Claim: The sum of the first $n$ odd numbers is $n^2$. We will refer to this claim as $P(n)$.

### Try it out

Before proving $P(n)$ with mathematical induction, let’s see if the property holds for some sample values.
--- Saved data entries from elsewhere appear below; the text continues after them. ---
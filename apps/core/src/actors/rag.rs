use crate::actors::messages::{ActorError, AppError, RagMessage};
use crate::actors::traits::RagActor;
use async_trait::async_trait;
use fastembed::{EmbeddingModel, InitOptions, TextEmbedding};
use lru::LruCache;
use std::num::NonZeroUsize;
use std::path::{Path, PathBuf};
use tokio::sync::{mpsc, oneshot};
use tracing::{error, info, warn};

// E5 models are trained with these role prefixes.
const QUERY_PREFIX: &str = "query: ";
const PASSAGE_PREFIX: &str = "passage: ";

/// Reads the retrieval corpus: a JSON array of strings.
pub fn load_corpus(path: &Path) -> Result<Vec<String>, AppError> {
    let raw = std::fs::read_to_string(path)?;
    let documents: Vec<String> = serde_json::from_str(&raw)?;
    Ok(documents
        .into_iter()
        .map(|doc| doc.trim().to_string())
        .filter(|doc| !doc.is_empty())
        .collect())
}

/// Calculate cosine similarity between two vectors
pub fn cosine_similarity(a: &[f32], b: &[f32]) -> f32 {
    if a.len() != b.len() || a.is_empty() {
        return 0.0;
    }

    let dot_product: f32 = a.iter().zip(b.iter()).map(|(x, y)| x * y).sum();
    let magnitude_a: f32 = a.iter().map(|x| x * x).sum::<f32>().sqrt();
    let magnitude_b: f32 = b.iter().map(|x| x * x).sum::<f32>().sqrt();

    if magnitude_a == 0.0 || magnitude_b == 0.0 {
        return 0.0;
    }

    dot_product / (magnitude_a * magnitude_b)
}

/// Indices of the `k` most similar documents, best first. Ties keep corpus order.
pub fn top_k_indices(query: &[f32], documents: &[Vec<f32>], k: usize) -> Vec<usize> {
    let mut scored: Vec<(usize, f32)> = documents
        .iter()
        .enumerate()
        .map(|(i, doc)| (i, cosine_similarity(query, doc)))
        .collect();
    scored.sort_by(|a, b| b.1.total_cmp(&a.1).then(a.0.cmp(&b.0)));
    scored.into_iter().take(k).map(|(i, _)| i).collect()
}

/// A handle to the `RagActor`.
///
/// This provides a public, cloneable interface for sending messages to the running
/// retrieval actor, which owns the embedding model and the embedded corpus.
#[derive(Clone)]
pub struct RagActorHandle {
    sender: mpsc::Sender<RagMessage>,
}

impl RagActorHandle {
    /// Spawns the retrieval actor.
    ///
    /// # Arguments
    ///
    /// * `corpus_path` - JSON corpus file; `None` disables retrieval (searches return nothing).
    /// * `cache_dir` - Where fastembed keeps downloaded model files.
    pub fn new(corpus_path: Option<PathBuf>, cache_dir: PathBuf) -> Self {
        let (sender, receiver) = mpsc::channel(32);
        let actor = RagActorRunner::new(receiver, corpus_path, cache_dir);
        tokio::spawn(async move { actor.run().await });
        Self { sender }
    }
}

#[async_trait]
impl RagActor for RagActorHandle {
    async fn search(&self, query: String, k: usize) -> Result<Vec<String>, AppError> {
        let (send, recv) = oneshot::channel();
        let msg = RagMessage::Search {
            query,
            limit: k,
            responder: send,
        };
        self.sender
            .send(msg)
            .await
            .map_err(|_| AppError::Actor(ActorError::Internal("RAG Actor closed".to_string())))?;
        recv.await
            .map_err(|_| AppError::Actor(ActorError::Internal("RAG Actor failed to respond".to_string())))?
    }
}

// --- Actor Runner (Internal Logic) ---
struct RagActorRunner {
    receiver: mpsc::Receiver<RagMessage>,
    corpus_path: Option<PathBuf>,
    cache_dir: PathBuf,
    embedding_model: Option<TextEmbedding>,
    embedding_cache: LruCache<String, Vec<f32>>,
    documents: Vec<String>,
    document_embeddings: Vec<Vec<f32>>,
    loaded: bool,
}

impl RagActorRunner {
    const CACHE_SIZE: NonZeroUsize = match NonZeroUsize::new(256) {
        Some(size) => size,
        None => panic!("Cache size must be non-zero"),
    };

    fn new(receiver: mpsc::Receiver<RagMessage>, corpus_path: Option<PathBuf>, cache_dir: PathBuf) -> Self {
        Self {
            receiver,
            corpus_path,
            cache_dir,
            embedding_model: None,
            embedding_cache: LruCache::new(Self::CACHE_SIZE),
            documents: Vec::new(),
            document_embeddings: Vec::new(),
            loaded: false,
        }
    }

    async fn run(mut self) {
        info!("RagActor started");
        while let Some(msg) = self.receiver.recv().await {
            self.handle_message(msg).await;
        }
        info!("RagActor stopped");
    }

    async fn handle_message(&mut self, msg: RagMessage) {
        match msg {
            RagMessage::Search {
                query,
                limit,
                responder,
            } => {
                let result = self.search_documents(query, limit);
                if responder.send(result.map_err(AppError::from)).is_err() {
                    warn!("Failed to send search response (channel closed)");
                }
            }
        }
    }

    /// Loads the corpus and, if it has documents, the model. Runs once.
    fn ensure_loaded(&mut self) {
        if self.loaded {
            return;
        }
        self.loaded = true;

        let Some(path) = self.corpus_path.clone() else {
            info!("No retrieval corpus configured");
            return;
        };
        match load_corpus(&path) {
            Ok(documents) => self.documents = documents,
            Err(e) => {
                error!("Failed to load corpus {:?}: {}", path, e);
                return;
            }
        }
        if self.documents.is_empty() {
            warn!("Retrieval corpus {:?} is empty", path);
            return;
        }

        let mut options = InitOptions::new(EmbeddingModel::MultilingualE5Small);
        options.show_download_progress = false;
        options.cache_dir = self.cache_dir.clone();

        let model = match TextEmbedding::try_new(options) {
            Ok(model) => model,
            Err(e) => {
                error!("Failed to load embedding model: {}", e);
                return;
            }
        };

        let passages: Vec<String> = self
            .documents
            .iter()
            .map(|doc| format!("{}{}", PASSAGE_PREFIX, doc))
            .collect();
        match model.embed(passages, None) {
            Ok(embeddings) => {
                info!("Embedded {} corpus documents", embeddings.len());
                self.document_embeddings = embeddings;
                self.embedding_model = Some(model);
            }
            Err(e) => error!("Failed to embed corpus: {}", e),
        }
    }

    fn search_documents(&mut self, query: String, limit: usize) -> Result<Vec<String>, ActorError> {
        self.ensure_loaded();

        if self.documents.is_empty() || limit == 0 {
            return Ok(Vec::new());
        }

        let model = self.embedding_model.as_ref().ok_or(ActorError::RagError(
            "Embedding model not loaded".to_string(),
        ))?;

        let query_vec = match self.embedding_cache.get(&query) {
            Some(embedding) => embedding.clone(),
            None => {
                let query_embedding = model
                    .embed(vec![format!("{}{}", QUERY_PREFIX, query)], None)
                    .map_err(|e| ActorError::RagError(format!("Embedding failed: {}", e)))?;
                let embedding = query_embedding
                    .into_iter()
                    .next()
                    .ok_or(ActorError::RagError("No embedding generated".to_string()))?;
                self.embedding_cache.put(query.clone(), embedding.clone());
                embedding
            }
        };

        Ok(top_k_indices(&query_vec, &self.document_embeddings, limit)
            .into_iter()
            .filter_map(|i| self.documents.get(i).cloned())
            .collect())
    }
}

#[cfg(test)]
mod tests {
    use super::*;
    use std::io::Write;

    #[test]
    fn test_cosine_similarity() {
        let a = vec![1.0, 0.0, 0.0];
        let b = vec![1.0, 0.0, 0.0];
        assert!((cosine_similarity(&a, &b) - 1.0).abs() < 0.001);

        let c = vec![0.0, 1.0, 0.0];
        assert!((cosine_similarity(&a, &c) - 0.0).abs() < 0.001);
        assert_eq!(cosine_similarity(&a, &[1.0]), 0.0);
    }

    #[test]
    fn test_top_k_indices() {
        let docs = vec![vec![0.0, 1.0], vec![1.0, 0.1], vec![1.0, 0.0], vec![-1.0, 0.0]];
        assert_eq!(top_k_indices(&[1.0, 0.0], &docs, 2), vec![2, 1]);
        assert_eq!(top_k_indices(&[1.0, 0.0], &docs, 10).len(), 4);
        assert!(top_k_indices(&[1.0, 0.0], &docs, 0).is_empty());
    }

    #[test]
    fn test_load_corpus() {
        let mut file = tempfile::NamedTempFile::new().unwrap();
        write!(file, r#"["HRV는 심박 변이도입니다.", "  ", "PPG는 광용적맥파입니다."]"#).unwrap();

        let docs = load_corpus(file.path()).unwrap();
        assert_eq!(docs, vec!["HRV는 심박 변이도입니다.", "PPG는 광용적맥파입니다."]);
    }

    #[test]
    fn test_load_corpus_rejects_non_array() {
        let mut file = tempfile::NamedTempFile::new().unwrap();
        write!(file, r#"{{"docs": []}}"#).unwrap();
        assert!(matches!(load_corpus(file.path()), Err(AppError::Validation(_))));
    }

    #[tokio::test]
    async fn test_search_without_corpus_is_empty() {
        let dir = tempfile::tempdir().unwrap();
        let handle = RagActorHandle::new(None, dir.path().to_path_buf());
        let results = handle.search("HRV 정상 범위".to_string(), 3).await.unwrap();
        assert!(results.is_empty());
    }
}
The sum of the first 3 odd numbers is $1 + 3 + 5 = 9$. We also have that $3^2 = 9$.

The sum of the first 7 odd numbers is $1 + 3 + 5 + 7 + 9 + 11 + 13 = 49$. We also have that $7^2 = 49$.
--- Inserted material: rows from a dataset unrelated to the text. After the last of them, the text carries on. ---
use crate::analytics::condition::{ConditionQuery, FilterClause};
use crate::analytics::window::DateRange;
#[cfg(test)]
use crate::models::NewReading;
use crate::models::{ConditionRow, Reading};
use sqlx::sqlite::{SqliteConnectOptions, SqlitePool, SqlitePoolOptions};
use sqlx::{QueryBuilder, Sqlite};
use std::str::FromStr;
use tracing::info;

/// Opens the readings store and creates its schema if missing.
///
/// `:memory:` and `sqlite::memory:` get a pool whose connections never
/// expire, so the in-memory database survives for the lifetime of the pool.
pub async fn init_db(database_url: &str, max_connections: u32) -> Result<SqlitePool, sqlx::Error> {
    info!("Initializing database at: {}", database_url);

    let in_memory = database_url == ":memory:" || database_url == "sqlite::memory:";
    let options = if in_memory {
        SqliteConnectOptions::from_str("sqlite::memory:")?
    } else {
        SqliteConnectOptions::from_str(database_url)?.create_if_missing(true)
    };

    let pool_options = if in_memory {
        SqlitePoolOptions::new()
            .max_connections(1)
            .idle_timeout(None)
            .max_lifetime(None)
    } else {
        SqlitePoolOptions::new().max_connections(max_connections)
    };
    let pool = pool_options.connect_with(options).await?;

    sqlx::query(
        r#"
        CREATE TABLE IF NOT EXISTS readings (
            id INTEGER PRIMARY KEY AUTOINCREMENT,
            name TEXT NOT NULL,
            date TEXT NOT NULL,
            ppg_json TEXT NOT NULL,
            hrv REAL NOT NULL,
            stress REAL NOT NULL
        );
        CREATE UNIQUE INDEX IF NOT EXISTS idx_readings_name_date ON readings(name, date);
        "#,
    )
    .execute(&pool)
    .await?;

    info!("Database initialized and schema applied.");

    Ok(pool)
}

// --- Readings ---

#[cfg(test)]
pub async fn insert_reading(pool: &SqlitePool, reading: &NewReading) -> Result<Reading, sqlx::Error> {
    let ppg_json = serde_json::to_string(&reading.ppg)
        .map_err(|e| sqlx::Error::Protocol(format!("Failed to encode PPG samples: {}", e)))?;

    sqlx::query_as::<_, Reading>(
        r#"
        INSERT INTO readings (name, date, ppg_json, hrv, stress)
        VALUES (?, ?, ?, ?, ?)
        RETURNING id, name, date, ppg_json, hrv, stress
        "#,
    )
    .bind(&reading.name)
    .bind(reading.date)
    .bind(ppg_json)
    .bind(reading.hrv)
    .bind(reading.stress)
    .fetch_one(pool)
    .await
}

/// Inserts a row whose PPG text is stored as given, valid JSON or not.
#[cfg(test)]
pub async fn insert_raw_reading(
    pool: &SqlitePool,
    name: &str,
    date: chrono::NaiveDate,
    ppg_json: &str,
    hrv: f64,
    stress: f64,
) -> Result<Reading, sqlx::Error> {
    sqlx::query_as::<_, Reading>(
        r#"
        INSERT INTO readings (name, date, ppg_json, hrv, stress)
        VALUES (?, ?, ?, ?, ?)
        RETURNING id, name, date, ppg_json, hrv, stress
        "#,
    )
    .bind(name)
    .bind(date)
    .bind(ppg_json)
    .bind(hrv)
    .bind(stress)
    .fetch_one(pool)
    .await
}

/// Distinct person names, in first-insertion order.
pub async fn fetch_candidate_names(pool: &SqlitePool) -> Result<Vec<String>, sqlx::Error> {
    sqlx::query_scalar::<_, String>(
        r#"
        SELECT name
        FROM readings
        GROUP BY name
        ORDER BY MIN(id) ASC
        "#,
    )
    .fetch_all(pool)
    .await
}

/// Readings ordered by date, optionally restricted to one person and a date range.
pub async fn fetch_readings(
    pool: &SqlitePool,
    name: Option<&str>,
    range: DateRange,
) -> Result<Vec<Reading>, sqlx::Error> {
    let mut builder: QueryBuilder<Sqlite> =
        QueryBuilder::new("SELECT id, name, date, ppg_json, hrv, stress FROM readings");
    let mut filter = FilterClause::new();

    if let Some(name) = name {
        filter.push(&mut builder);
        builder.push("name = ").push_bind(name.to_string());
    }
    if let Some(from) = range.from {
        filter.push(&mut builder);
        builder.push("date >= ").push_bind(from);
    }
    if let Some(to) = range.to {
        filter.push(&mut builder);
        builder.push("date <= ").push_bind(to);
    }
    builder.push(" ORDER BY date ASC, id ASC");

    builder.build_query_as::<Reading>().fetch_all(pool).await
}

/// Rows satisfying a compiled numeric condition.
pub async fn fetch_condition_rows(
    pool: &SqlitePool,
    query: &ConditionQuery,
) -> Result<Vec<ConditionRow>, sqlx::Error> {
    let mut builder = query.to_query_builder();
    builder.build_query_as::<ConditionRow>().fetch_all(pool).await
}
Another way to express the sum of the first $n$ odd numbers is: $1 + 3 + ... + (2n - 1)$. For example, when $n$ is 4, we have that $2n - 1 = 7$. The sum of the first $4$ odd numbers is $1 + 3 + 5 + 7$.

### Induction proof

We wish to use mathematical induction to prove that $P(n)$ holds for all positive integers $n$ That is, that the sum of the first $n$ odd numbers is $n^2$:

\begin{aligned} 1 + 3 + ... + (2n - 1) = n^2 \end{aligned}

We will refer to $1 + 3 + ... + (2n - 1)$ as $LHS_n$ and we will refer to $n^2$ as $RHS_n$. To prove that $P(n)$ holds for some positive integer $n$, we must prove that $LHS_n = RHS_n$.

#### Base case

We must prove that $P(n)$ holds for the smallest positive integer, $n = 1$, that is, that $LHS_1 = RHS_1$ The sum the first 1 odd integer is just 1, so we have that $LHS_1 = 1$. We also have that $RHS_1 = 1^2 = 1$.

We have that $LHS_1 = RHS_1$. Thus $P(1)$ is true, so the base case holds.

#### Inductive step

We assume the inductive hypothesis - that $P(k)$ holds for some arbitrary positive integer $k$. In other words, we assume that $LHS_k = RHS_k$ for our arbitrary $k$. We must prove that $P(k+1)$ also holds – i.e., that $LHS_{k+1} = RHS_{k+1}$. We have that:

$$LHS_{k+1} = 1 + 3 + ... + (2k - 1) + (2(k + 1) - 1) \tag{1}$$ $$= LHS_k + (2(k + 1) - 1) \tag{2}$$ $$= RHS_k + (2(k + 1) - 1) \tag{3}$$ $$= k^2 + (2(k + 1) - 1) \tag{4}$$ $$= k^2 + 2k + 2 - 1 \tag{5}$$ $$= k^2 + 2k + 1 \tag{6}$$ $$= (k+1)^2 \tag{7}$$ $$= RHS_{k+1} \tag{8}$$

Thus $LHS_{k+1} = RHS_{k+1}$, so we have proved $P(k+1)$. The inductive step holds.

We conclude that for all positive integers $n$, $P(n)$ holds – that is, that:

\begin{aligned} 1 + 3 + ... + (2n - 1) = n^2 \end{aligned}